A manager-managed system is most suitable for:
- Larger companies.
- Investors that do not want to play an active role in the business.
Board of Managers or Advisors in an LLC
LLCs that want strategic oversight without incorporating can establish a board of managers or a board of advisors. Here’s how these differ:
- Board of Managers: A formal internal governance structure typically found in manager-managed LLCs. Managers may be members or outsiders who oversee operations.
- Board of Advisors: An informal group of trusted professionals who offer guidance. Unlike a corporate board, advisors do not have binding authority or fiduciary duties.
Advantages of using a board structure in an LLC include:
- Better strategic planning
- Investor confidence
- Clear separation of roles and duties
- Scalable governance as the business grows
Disadvantages may include:
- Added complexity
- Slower decision-making if too formal
- Potential confusion with corporate governance models
Operating Agreement
Operating agreements are confidential documents that describe the company's ownership and management style, and members' rights and obligations. An operating agreement is not a mandatory document, except for in two states (New York and Missouri). Though not required, it is highly recommended that an LLC with many owners have an operating agreement in order to avoid conflict or confusion. An operating agreement will:
- Act as proof of authority for investors or government agencies.
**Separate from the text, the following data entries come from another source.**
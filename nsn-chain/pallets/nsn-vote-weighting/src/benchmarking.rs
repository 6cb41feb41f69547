// Copyright 2024 Neural Sovereign Network
// This file is part of NSN Chain.

//! Benchmarking for pallet-nsn-vote-weighting

#![cfg(feature = "runtime-benchmarks")]

use super::*;

#[allow(unused)]
use crate::Pallet as VoteWeighting;
use frame_benchmarking::v2::*;
use frame_support::{traits::Get, BoundedVec};
use frame_system::RawOrigin;
use sp_std::vec::Vec;

fn nominee_key(index: u32) -> [u8; 32] {
    let mut key = [0xAAu8; 32];
    key[..4].copy_from_slice(&index.to_le_bytes());
    key
}

fn register<T: Config>(index: u32) -> [u8; 32] {
    let key = nominee_key(index);
    let caller: T::AccountId = whitelisted_caller();
    Pallet::<T>::add_nominee(RawOrigin::Signed(caller).into(), key, 1)
        .expect("nominee is registered");
    key
}

/// Start epoch of a curve whose next catch-up walks `e` epochs.
fn lagging_start<T: Config>(e: u32) -> u64 {
    let now = Pallet::<T>::now();
    if e == 0 {
        return Pallet::<T>::next_epoch(now);
    }
    let epoch = T::EpochLength::get();
    let behind = u64::from(e - 1).saturating_mul(epoch);
    (now / epoch * epoch).saturating_sub(behind)
}

#[benchmarks]
mod benchmarks {
    use super::*;

    #[benchmark]
    fn add_nominee() {
        let caller: T::AccountId = whitelisted_caller();
        let key = nominee_key(0);

        #[extrinsic_call]
        add_nominee(RawOrigin::Signed(caller), key, 1);

        assert_eq!(NomineeCount::<T>::get(), 1);
    }

    #[benchmark]
    fn vote_for_nominee_weights(e: Linear<0, { T::MaxCatchUpEpochs::get() }>) {
        let voter: T::AccountId = account("voter", 0, 0);
        T::BenchmarkHelper::setup_voter(&voter);
        let key = register::<T>(0);
        TimeWeight::<T>::insert(1, lagging_start::<T>(e));
        TimeSum::<T>::put(lagging_start::<T>(0));

        #[extrinsic_call]
        vote_for_nominee_weights(RawOrigin::Signed(voter.clone()), key, 1, MAX_WEIGHT);

        assert_eq!(VoteUserPower::<T>::get(&voter), MAX_WEIGHT);
    }

    #[benchmark]
    fn vote_for_nominee_weights_batch(
        n: Linear<1, { T::MaxBatchVotes::get() }>,
        e: Linear<0, { T::MaxCatchUpEpochs::get() }>,
    ) {
        let voter: T::AccountId = account("voter", 0, 0);
        T::BenchmarkHelper::setup_voter(&voter);
        let keys: Vec<[u8; 32]> = (0..n).map(register::<T>).collect();
        TimeWeight::<T>::insert(1, lagging_start::<T>(e));
        TimeSum::<T>::put(lagging_start::<T>(0));
        let share = MAX_WEIGHT / n as u16;

        let accounts = BoundedVec::truncate_from(keys);
        let chain_ids = BoundedVec::truncate_from(sp_std::vec![1u64; n as usize]);
        let powers = BoundedVec::truncate_from(sp_std::vec![share; n as usize]);

        #[extrinsic_call]
        vote_for_nominee_weights_batch(
            RawOrigin::Signed(voter.clone()),
            accounts,
            chain_ids,
            powers,
        );

        assert_eq!(VoteUserPower::<T>::get(&voter), share * n as u16);
    }

    #[benchmark]
    fn checkpoint(e: Linear<0, { T::MaxCatchUpEpochs::get() }>) {
        let caller: T::AccountId = whitelisted_caller();
        TimeSum::<T>::put(lagging_start::<T>(e));

        #[extrinsic_call]
        checkpoint(RawOrigin::Signed(caller));

        assert!(TimeSum::<T>::get() > 0);
    }

    #[benchmark]
    fn checkpoint_nominee(e: Linear<0, { T::MaxCatchUpEpochs::get() }>) {
        let caller: T::AccountId = whitelisted_caller();
        let key = register::<T>(0);
        TimeWeight::<T>::insert(1, lagging_start::<T>(e));
        TimeSum::<T>::put(lagging_start::<T>(0));

        #[extrinsic_call]
        checkpoint_nominee(RawOrigin::Signed(caller), key, 1);

        assert!(TimeWeight::<T>::get(1) > 0);
    }

    impl_benchmark_test_suite!(VoteWeighting, crate::mock::new_test_ext(), crate::mock::Test);
}
// Copyright 2024 Neural Sovereign Network
// This file is part of NSN Chain.

//! Global and per-account checkpoint writes.
//!
//! A checkpoint is computed in full before anything is written:
//! [`Pallet::stage_checkpoint`] reads the current histories and returns a
//! [`StagedCheckpoint`] holding every new point and slope-schedule edit.
//! Callers commit it only once all other checks (including the token
//! freeze) have passed.

use crate::{
    pallet::{
        Config, Error, Pallet, SlopeChanges, SupplyPoints, TotalNumPoints, UserPointCount,
        UserPoints,
    },
    types::{LockedBalance, Point},
    LOG_TARGET,
};
use frame_support::traits::Get;
use sp_std::vec::Vec;

/// Lock of one account before and after a mutation, amounts in raw units.
pub(crate) struct LockChange<AccountId> {
    pub who: AccountId,
    pub old: LockedBalance<u128>,
    pub new: LockedBalance<u128>,
}

/// Writes produced by one checkpoint, not yet applied to storage.
pub(crate) struct StagedCheckpoint<T: Config> {
    supply_points: Vec<(u64, Point)>,
    num_points: u64,
    user_point: Option<(T::AccountId, u64, Point)>,
    slope_changes: Vec<(u64, i128)>,
}

impl<T: Config> StagedCheckpoint<T> {
    /// Apply the staged writes. Returns the index and timestamp of the latest
    /// global point.
    pub(crate) fn commit(self) -> (u64, u64) {
        let mut last_ts = 0;
        for (index, point) in self.supply_points {
            last_ts = point.ts;
            SupplyPoints::<T>::insert(index, point);
        }
        TotalNumPoints::<T>::put(self.num_points);

        for (ts, slope) in self.slope_changes {
            SlopeChanges::<T>::insert(ts, slope);
        }

        if let Some((who, index, point)) = self.user_point {
            UserPoints::<T>::insert(&who, index, point);
            UserPointCount::<T>::insert(&who, index.saturating_add(1));
        }

        (self.num_points, last_ts)
    }

    /// Number of global points this checkpoint writes; the catch-up
    /// component of the call's weight.
    pub(crate) fn points_written(&self) -> u32 {
        self.supply_points.len() as u32
    }

    #[cfg(test)]
    pub(crate) fn supply_points(&self) -> &[(u64, Point)] {
        &self.supply_points
    }
}

impl<T: Config> Pallet<T> {
    /// Voting power curve of a lock as of `now`.
    ///
    /// Expired or empty locks have no curve. The slope is
    /// `amount / MaxLockDuration`, floored.
    pub(crate) fn lock_curve(lock: &LockedBalance<u128>, now: u64) -> Result<Point, Error<T>> {
        if lock.end_time <= now || lock.amount == 0 {
            return Ok(Point::default());
        }
        let amount = i128::try_from(lock.amount).map_err(|_| Error::<T>::Overflow)?;
        let slope = amount / i128::from(T::MaxLockDuration::get());
        let bias = slope
            .checked_mul(i128::from(lock.end_time - now))
            .ok_or(Error::<T>::Overflow)?;
        Ok(Point {
            bias,
            slope,
            ..Default::default()
        })
    }

    /// Block number of a synthetic point at `ts`, interpolated between
    /// `from` and the current `(now, block)`.
    fn interpolate_block(from: &Point, now: u64, block: u64, ts: u64) -> u64 {
        let time_span = now.saturating_sub(from.ts);
        if time_span == 0 {
            return from.block_number;
        }
        let block_span = u128::from(block.saturating_sub(from.block_number));
        let elapsed = u128::from(ts.saturating_sub(from.ts));
        let offset = block_span.saturating_mul(elapsed) / u128::from(time_span);
        from.block_number.saturating_add(offset as u64)
    }

    /// Compute the writes of a checkpoint at `(now, block)`.
    ///
    /// Walks the global curve forward one epoch at a time from its latest
    /// point, retiring the slopes scheduled at each boundary and recording a
    /// synthetic point per boundary, then records a point at `now`. With a
    /// `change`, the account's curve delta is folded into that last point, a
    /// user point is appended and the slope schedule is moved to the new
    /// unlock time.
    ///
    /// At most `MaxCatchUpEpochs` epochs are walked. Without a `change` the
    /// partial progress is returned; with one the checkpoint fails with
    /// `CatchUpIncomplete`.
    pub(crate) fn stage_checkpoint(
        change: Option<LockChange<T::AccountId>>,
        supply_after: u128,
        now: u64,
        block: u64,
    ) -> Result<StagedCheckpoint<T>, Error<T>> {
        let epoch = T::EpochLength::get();
        let mut num_points = TotalNumPoints::<T>::get();
        let mut last = if num_points > 0 {
            SupplyPoints::<T>::get(num_points)
        } else {
            Point {
                ts: now,
                block_number: block,
                ..Default::default()
            }
        };
        let initial = last;

        let (user_old, user_new) = match &change {
            Some(change) => (
                Self::lock_curve(&change.old, now)?,
                Self::lock_curve(&change.new, now)?,
            ),
            None => (Point::default(), Point::default()),
        };

        let mut supply_points = Vec::new();
        let mut t_step = last.ts / epoch * epoch;
        let mut caught_up = false;
        for _ in 0..T::MaxCatchUpEpochs::get() {
            t_step = t_step.saturating_add(epoch);
            let mut slope_change = 0;
            if t_step > now {
                t_step = now;
            } else {
                slope_change = SlopeChanges::<T>::get(t_step);
            }

            let elapsed = i128::from(t_step.saturating_sub(last.ts));
            let decay = last.slope.checked_mul(elapsed).ok_or(Error::<T>::Overflow)?;
            last.bias = last.bias.checked_sub(decay).ok_or(Error::<T>::Overflow)?.max(0);
            last.slope = last
                .slope
                .checked_sub(slope_change)
                .ok_or(Error::<T>::Overflow)?
                .max(0);
            last.ts = t_step;
            last.block_number = Self::interpolate_block(&initial, now, block, t_step);
            last.balance = initial.balance;
            num_points = num_points.saturating_add(1);

            if t_step == now {
                last.block_number = block;
                last.balance = supply_after;
                caught_up = true;
                break;
            }
            supply_points.push((num_points, last));
        }

        if !caught_up {
            if change.is_some() {
                return Err(Error::<T>::CatchUpIncomplete);
            }
            log::debug!(
                target: LOG_TARGET,
                "catch-up stopped at {} after {} epochs, now is {}",
                t_step,
                T::MaxCatchUpEpochs::get(),
                now,
            );
            return Ok(StagedCheckpoint {
                supply_points,
                num_points,
                user_point: None,
                slope_changes: Vec::new(),
            });
        }

        let Some(change) = change else {
            supply_points.push((num_points, last));
            return Ok(StagedCheckpoint {
                supply_points,
                num_points,
                user_point: None,
                slope_changes: Vec::new(),
            });
        };

        let slope_delta = user_new
            .slope
            .checked_sub(user_old.slope)
            .ok_or(Error::<T>::Overflow)?;
        let bias_delta = user_new
            .bias
            .checked_sub(user_old.bias)
            .ok_or(Error::<T>::Overflow)?;
        last.slope = last.slope.checked_add(slope_delta).ok_or(Error::<T>::Overflow)?.max(0);
        last.bias = last.bias.checked_add(bias_delta).ok_or(Error::<T>::Overflow)?.max(0);
        supply_points.push((num_points, last));

        let old_end = change.old.end_time;
        let new_end = change.new.end_time;
        let mut slope_changes = Vec::new();
        if old_end > now {
            let mut retiring = SlopeChanges::<T>::get(old_end)
                .checked_sub(user_old.slope)
                .ok_or(Error::<T>::Overflow)?;
            if new_end == old_end {
                retiring = retiring.checked_add(user_new.slope).ok_or(Error::<T>::Overflow)?;
            }
            slope_changes.push((old_end, retiring));
        }
        if new_end > now && new_end > old_end {
            let retiring = SlopeChanges::<T>::get(new_end)
                .checked_add(user_new.slope)
                .ok_or(Error::<T>::Overflow)?;
            slope_changes.push((new_end, retiring));
        }

        let user_point = Point {
            bias: user_new.bias,
            slope: user_new.slope,
            ts: now,
            block_number: block,
            balance: change.new.amount,
        };
        let index = UserPointCount::<T>::get(&change.who);

        Ok(StagedCheckpoint {
            supply_points,
            num_points,
            user_point: Some((change.who, index, user_point)),
            slope_changes,
        })
    }
}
- Clearly explain the process in which a manager is replaced.
Documenting Governance in the Operating Agreement
If an LLC chooses to include a board of managers or advisors, it should be clearly outlined in the operating agreement. The agreement should address:
- How members or managers are appointed and removed
- Scope of authority for the board or advisory group
- Voting rights and quorum requirements
- Meeting frequency and procedures
This documentation helps avoid confusion and reduces liability. While state laws give LLCs great flexibility, clearly defined governance protects the business and its members.
Frequently Asked Questions
1. Does an LLC have a board of directors like a corporation? No, LLCs are not required to have a board of directors, but they may establish a similar structure, such as a board of managers or advisors, if desired.
2. What’s the difference between a board of managers and a board of advisors? A board of managers has operational authority and is more formal, while a board of advisors offers strategic guidance without binding authority.
3. Can an LLC create a board of directors? Yes, informally. While the term "board of directors" is not typically used for LLCs, they can create a similar body and define its role in the operating agreement.
4. Is a board necessary in a single-member LLC? No. A single-member LLC usually does not need a board unless it seeks outside input or is preparing for structural growth or a future corporate conversion.
5. Should I include board details in the operating agreement? Yes. Any board or advisory structure should be documented in the operating agreement to clarify roles, reduce liability, and establish clear procedures.